* _Data for review_
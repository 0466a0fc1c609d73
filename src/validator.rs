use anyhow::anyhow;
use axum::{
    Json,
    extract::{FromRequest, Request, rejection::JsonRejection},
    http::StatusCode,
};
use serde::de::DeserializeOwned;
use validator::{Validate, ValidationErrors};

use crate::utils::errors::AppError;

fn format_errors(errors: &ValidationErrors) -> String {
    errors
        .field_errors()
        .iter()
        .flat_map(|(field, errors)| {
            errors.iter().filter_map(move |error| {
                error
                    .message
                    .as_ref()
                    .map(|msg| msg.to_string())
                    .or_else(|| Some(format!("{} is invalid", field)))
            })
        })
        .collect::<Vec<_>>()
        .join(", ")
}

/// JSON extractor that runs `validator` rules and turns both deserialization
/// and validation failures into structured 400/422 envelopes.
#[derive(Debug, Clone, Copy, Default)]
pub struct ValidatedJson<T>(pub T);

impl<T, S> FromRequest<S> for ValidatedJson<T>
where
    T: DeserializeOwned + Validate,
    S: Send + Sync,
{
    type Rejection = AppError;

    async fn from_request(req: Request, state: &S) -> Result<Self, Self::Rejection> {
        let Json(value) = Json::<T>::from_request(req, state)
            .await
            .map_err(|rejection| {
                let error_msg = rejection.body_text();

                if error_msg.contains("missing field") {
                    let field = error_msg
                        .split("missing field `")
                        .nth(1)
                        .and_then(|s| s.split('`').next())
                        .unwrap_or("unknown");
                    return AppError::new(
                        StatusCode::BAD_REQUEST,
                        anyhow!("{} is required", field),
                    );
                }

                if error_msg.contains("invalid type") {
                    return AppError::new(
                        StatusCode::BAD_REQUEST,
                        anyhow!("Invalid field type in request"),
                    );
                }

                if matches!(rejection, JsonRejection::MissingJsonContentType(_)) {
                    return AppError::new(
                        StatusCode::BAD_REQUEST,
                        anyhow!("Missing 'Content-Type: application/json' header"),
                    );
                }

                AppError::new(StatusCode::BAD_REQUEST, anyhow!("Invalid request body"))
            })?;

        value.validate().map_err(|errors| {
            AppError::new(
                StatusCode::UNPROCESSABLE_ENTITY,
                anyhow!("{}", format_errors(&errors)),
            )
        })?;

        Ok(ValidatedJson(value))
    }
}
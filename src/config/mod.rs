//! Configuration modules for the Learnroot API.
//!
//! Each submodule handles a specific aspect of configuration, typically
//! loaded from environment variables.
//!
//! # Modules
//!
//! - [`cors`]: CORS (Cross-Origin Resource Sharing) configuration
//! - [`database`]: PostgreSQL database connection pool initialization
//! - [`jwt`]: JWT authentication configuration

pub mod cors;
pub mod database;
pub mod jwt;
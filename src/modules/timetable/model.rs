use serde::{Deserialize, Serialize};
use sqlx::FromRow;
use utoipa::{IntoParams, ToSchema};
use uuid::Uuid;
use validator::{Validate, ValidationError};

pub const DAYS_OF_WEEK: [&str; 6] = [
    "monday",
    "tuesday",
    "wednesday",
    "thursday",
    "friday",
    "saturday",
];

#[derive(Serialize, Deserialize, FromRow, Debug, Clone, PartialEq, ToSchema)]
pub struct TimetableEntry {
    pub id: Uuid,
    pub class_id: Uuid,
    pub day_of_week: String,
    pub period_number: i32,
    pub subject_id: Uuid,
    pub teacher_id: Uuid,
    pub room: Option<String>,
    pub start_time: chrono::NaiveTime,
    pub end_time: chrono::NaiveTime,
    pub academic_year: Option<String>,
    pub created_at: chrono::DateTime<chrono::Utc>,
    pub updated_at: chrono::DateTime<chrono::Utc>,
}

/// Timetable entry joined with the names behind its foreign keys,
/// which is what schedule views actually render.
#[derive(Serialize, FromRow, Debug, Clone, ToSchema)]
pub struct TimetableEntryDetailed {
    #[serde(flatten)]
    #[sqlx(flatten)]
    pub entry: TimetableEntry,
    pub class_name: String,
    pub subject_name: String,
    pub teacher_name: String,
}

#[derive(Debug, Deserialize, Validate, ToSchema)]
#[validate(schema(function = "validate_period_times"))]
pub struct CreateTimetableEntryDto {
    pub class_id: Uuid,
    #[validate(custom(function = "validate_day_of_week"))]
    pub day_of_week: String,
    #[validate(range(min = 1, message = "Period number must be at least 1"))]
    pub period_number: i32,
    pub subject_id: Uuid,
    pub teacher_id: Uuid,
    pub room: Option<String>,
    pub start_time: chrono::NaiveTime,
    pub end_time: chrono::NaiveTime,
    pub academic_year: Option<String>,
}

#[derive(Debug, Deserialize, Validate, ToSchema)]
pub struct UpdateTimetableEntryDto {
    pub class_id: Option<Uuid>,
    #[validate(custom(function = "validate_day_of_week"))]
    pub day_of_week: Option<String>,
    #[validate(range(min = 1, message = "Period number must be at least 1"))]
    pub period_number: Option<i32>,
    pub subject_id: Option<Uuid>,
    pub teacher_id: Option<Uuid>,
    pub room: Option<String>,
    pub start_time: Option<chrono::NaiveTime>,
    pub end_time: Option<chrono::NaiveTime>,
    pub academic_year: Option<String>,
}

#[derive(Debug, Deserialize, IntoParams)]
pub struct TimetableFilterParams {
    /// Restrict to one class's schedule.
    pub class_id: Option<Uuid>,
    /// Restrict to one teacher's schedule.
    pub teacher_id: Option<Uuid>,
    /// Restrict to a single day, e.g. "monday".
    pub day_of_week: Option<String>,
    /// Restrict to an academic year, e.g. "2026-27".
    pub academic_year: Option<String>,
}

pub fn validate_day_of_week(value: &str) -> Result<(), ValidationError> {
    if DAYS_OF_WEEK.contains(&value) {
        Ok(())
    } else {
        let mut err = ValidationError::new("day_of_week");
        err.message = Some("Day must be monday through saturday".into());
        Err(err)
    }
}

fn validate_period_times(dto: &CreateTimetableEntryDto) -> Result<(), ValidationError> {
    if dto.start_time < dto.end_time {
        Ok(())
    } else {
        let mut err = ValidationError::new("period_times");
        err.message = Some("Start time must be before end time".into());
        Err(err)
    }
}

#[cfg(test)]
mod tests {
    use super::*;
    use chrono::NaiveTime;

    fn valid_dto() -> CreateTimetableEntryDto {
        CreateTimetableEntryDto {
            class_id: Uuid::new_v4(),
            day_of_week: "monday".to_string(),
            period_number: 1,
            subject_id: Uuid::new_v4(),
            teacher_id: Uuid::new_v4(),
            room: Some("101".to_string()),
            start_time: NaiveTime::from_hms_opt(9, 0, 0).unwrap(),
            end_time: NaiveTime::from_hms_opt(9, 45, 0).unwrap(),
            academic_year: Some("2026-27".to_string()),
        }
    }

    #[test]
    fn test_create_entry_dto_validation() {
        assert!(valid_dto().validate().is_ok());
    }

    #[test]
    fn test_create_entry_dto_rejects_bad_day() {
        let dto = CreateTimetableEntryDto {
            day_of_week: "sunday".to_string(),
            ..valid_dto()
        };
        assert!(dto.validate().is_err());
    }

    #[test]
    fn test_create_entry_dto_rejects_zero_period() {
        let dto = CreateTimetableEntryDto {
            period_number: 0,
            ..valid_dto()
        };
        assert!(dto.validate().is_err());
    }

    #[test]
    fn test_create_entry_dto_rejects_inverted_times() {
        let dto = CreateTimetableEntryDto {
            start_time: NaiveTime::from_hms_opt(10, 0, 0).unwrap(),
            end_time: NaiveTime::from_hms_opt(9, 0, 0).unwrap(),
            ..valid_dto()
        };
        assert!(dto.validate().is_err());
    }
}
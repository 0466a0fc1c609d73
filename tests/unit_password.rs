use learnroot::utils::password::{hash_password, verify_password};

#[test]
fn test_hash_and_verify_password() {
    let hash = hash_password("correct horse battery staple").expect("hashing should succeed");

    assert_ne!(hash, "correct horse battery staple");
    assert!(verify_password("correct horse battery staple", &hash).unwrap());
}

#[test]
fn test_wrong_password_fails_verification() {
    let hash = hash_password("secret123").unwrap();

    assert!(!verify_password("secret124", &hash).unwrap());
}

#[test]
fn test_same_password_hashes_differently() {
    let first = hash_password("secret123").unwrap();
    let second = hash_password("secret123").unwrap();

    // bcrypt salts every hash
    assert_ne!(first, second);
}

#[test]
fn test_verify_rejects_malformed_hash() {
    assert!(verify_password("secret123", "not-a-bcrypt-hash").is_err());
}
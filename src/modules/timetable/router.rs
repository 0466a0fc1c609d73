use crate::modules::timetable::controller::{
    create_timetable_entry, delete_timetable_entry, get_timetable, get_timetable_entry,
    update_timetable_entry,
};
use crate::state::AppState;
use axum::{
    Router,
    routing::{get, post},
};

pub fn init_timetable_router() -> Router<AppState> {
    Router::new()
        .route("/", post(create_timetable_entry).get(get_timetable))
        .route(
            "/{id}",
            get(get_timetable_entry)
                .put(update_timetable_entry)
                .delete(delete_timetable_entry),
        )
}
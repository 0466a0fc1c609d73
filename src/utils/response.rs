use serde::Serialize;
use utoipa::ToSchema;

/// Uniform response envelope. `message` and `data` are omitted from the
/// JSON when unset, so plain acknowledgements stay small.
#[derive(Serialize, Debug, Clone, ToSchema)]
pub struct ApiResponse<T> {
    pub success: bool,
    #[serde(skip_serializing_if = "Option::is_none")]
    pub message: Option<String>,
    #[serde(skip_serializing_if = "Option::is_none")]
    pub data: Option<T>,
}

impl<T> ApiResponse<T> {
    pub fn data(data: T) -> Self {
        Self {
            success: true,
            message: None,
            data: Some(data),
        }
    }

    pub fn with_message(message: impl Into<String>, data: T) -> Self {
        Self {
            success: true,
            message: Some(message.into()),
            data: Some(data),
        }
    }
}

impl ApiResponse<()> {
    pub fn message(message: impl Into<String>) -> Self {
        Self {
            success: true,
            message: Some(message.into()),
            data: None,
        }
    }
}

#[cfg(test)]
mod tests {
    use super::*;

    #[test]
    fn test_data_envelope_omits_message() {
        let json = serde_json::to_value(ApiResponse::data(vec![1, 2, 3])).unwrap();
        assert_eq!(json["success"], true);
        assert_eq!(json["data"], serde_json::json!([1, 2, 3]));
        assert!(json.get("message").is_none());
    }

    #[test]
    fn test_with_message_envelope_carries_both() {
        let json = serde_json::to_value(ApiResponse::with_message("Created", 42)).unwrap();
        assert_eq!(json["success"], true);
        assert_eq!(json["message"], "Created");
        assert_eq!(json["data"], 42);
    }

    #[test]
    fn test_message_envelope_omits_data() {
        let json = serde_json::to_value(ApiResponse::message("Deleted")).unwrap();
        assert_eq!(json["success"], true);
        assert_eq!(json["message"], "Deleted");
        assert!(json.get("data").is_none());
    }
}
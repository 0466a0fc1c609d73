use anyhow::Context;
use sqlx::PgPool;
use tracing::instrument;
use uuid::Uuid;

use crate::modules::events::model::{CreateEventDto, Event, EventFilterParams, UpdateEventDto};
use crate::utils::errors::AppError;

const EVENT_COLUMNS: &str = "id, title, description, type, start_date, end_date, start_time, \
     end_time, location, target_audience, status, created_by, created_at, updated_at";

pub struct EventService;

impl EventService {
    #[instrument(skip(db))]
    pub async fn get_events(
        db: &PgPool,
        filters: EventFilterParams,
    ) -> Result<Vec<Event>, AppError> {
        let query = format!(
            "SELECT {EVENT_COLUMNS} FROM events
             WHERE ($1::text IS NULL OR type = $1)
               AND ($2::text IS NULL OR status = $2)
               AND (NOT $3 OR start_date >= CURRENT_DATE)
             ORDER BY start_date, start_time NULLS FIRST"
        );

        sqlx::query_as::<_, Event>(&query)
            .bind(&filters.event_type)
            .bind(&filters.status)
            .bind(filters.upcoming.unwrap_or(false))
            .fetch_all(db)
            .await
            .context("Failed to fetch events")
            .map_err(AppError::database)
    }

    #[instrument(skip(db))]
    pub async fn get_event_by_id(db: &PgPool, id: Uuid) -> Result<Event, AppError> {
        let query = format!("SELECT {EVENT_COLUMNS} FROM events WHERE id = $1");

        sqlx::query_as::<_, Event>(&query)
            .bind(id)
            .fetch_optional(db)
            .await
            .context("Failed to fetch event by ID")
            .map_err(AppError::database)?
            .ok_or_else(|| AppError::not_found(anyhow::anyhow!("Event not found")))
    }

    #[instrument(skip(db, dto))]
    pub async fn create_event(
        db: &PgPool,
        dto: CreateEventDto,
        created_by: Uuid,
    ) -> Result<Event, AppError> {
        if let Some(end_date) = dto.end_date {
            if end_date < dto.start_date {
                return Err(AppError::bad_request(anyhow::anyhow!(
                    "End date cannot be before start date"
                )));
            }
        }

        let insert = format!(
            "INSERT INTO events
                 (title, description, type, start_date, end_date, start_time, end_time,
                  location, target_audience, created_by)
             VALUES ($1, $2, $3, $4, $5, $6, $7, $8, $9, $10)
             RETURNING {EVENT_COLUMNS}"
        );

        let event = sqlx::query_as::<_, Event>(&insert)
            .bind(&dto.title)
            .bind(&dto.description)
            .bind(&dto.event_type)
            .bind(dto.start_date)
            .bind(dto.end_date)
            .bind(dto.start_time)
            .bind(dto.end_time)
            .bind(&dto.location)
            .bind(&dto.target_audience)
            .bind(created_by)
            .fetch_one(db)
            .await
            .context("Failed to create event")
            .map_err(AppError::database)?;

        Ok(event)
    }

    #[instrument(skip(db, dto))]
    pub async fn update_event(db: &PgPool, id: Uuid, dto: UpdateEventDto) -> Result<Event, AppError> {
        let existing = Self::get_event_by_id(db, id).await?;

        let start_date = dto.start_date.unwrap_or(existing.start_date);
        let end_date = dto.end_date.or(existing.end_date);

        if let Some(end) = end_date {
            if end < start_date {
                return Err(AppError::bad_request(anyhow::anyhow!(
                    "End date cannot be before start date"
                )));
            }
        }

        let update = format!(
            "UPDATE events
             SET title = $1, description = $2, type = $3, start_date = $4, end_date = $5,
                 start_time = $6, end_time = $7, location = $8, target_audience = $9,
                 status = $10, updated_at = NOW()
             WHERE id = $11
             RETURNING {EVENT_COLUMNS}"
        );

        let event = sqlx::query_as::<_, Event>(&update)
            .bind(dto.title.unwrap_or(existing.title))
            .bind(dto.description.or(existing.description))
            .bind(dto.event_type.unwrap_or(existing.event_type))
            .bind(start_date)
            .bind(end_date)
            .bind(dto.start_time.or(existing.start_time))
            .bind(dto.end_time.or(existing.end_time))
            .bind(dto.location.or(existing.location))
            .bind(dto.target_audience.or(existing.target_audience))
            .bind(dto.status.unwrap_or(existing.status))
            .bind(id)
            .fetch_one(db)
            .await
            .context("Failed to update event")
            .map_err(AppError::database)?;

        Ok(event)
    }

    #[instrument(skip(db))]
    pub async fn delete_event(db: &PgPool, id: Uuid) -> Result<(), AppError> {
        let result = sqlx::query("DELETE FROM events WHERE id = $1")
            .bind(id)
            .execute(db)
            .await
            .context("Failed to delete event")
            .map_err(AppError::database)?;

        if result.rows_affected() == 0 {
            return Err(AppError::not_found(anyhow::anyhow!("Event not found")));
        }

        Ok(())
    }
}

* _What you need to do_
Above are the entries. Output exactly the lines beginning with the line that has "structured 400/422 envelopes." and ending with the line that has "pub mod database;".

* _Exercise solution_
/// and validation failures into structured 400/422 envelopes.
#[derive(Debug, Clone, Copy, Default)]
pub struct ValidatedJson<T>(pub T);

impl<T, S> FromRequest<S> for ValidatedJson<T>
where
    T: DeserializeOwned + Validate,
    S: Send + Sync,
{
    type Rejection = AppError;

    async fn from_request(req: Request, state: &S) -> Result<Self, Self::Rejection> {
        let Json(value) = Json::<T>::from_request(req, state)
            .await
            .map_err(|rejection| {
                let error_msg = rejection.body_text();

                if error_msg.contains("missing field") {
                    let field = error_msg
                        .split("missing field `")
                        .nth(1)
                        .and_then(|s| s.split('`').next())
                        .unwrap_or("unknown");
                    return AppError::new(
                        StatusCode::BAD_REQUEST,
                        anyhow!("{} is required", field),
                    );
                }

                if error_msg.contains("invalid type") {
                    return AppError::new(
                        StatusCode::BAD_REQUEST,
                        anyhow!("Invalid field type in request"),
                    );
                }

                if matches!(rejection, JsonRejection::MissingJsonContentType(_)) {
                    return AppError::new(
                        StatusCode::BAD_REQUEST,
                        anyhow!("Missing 'Content-Type: application/json' header"),
                    );
                }

                AppError::new(StatusCode::BAD_REQUEST, anyhow!("Invalid request body"))
            })?;

        value.validate().map_err(|errors| {
            AppError::new(
                StatusCode::UNPROCESSABLE_ENTITY,
                anyhow!("{}", format_errors(&errors)),
            )
        })?;

        Ok(ValidatedJson(value))
    }
}
filename src/config/mod.rs
//! Configuration modules for the Learnroot API.
//!
//! Each submodule handles a specific aspect of configuration, typically
//! loaded from environment variables.
//!
//! # Modules
//!
//! - [`cors`]: CORS (Cross-Origin Resource Sharing) configuration
//! - [`database`]: PostgreSQL database connection pool initialization
//! - [`jwt`]: JWT authentication configuration

pub mod cors;
pub mod database;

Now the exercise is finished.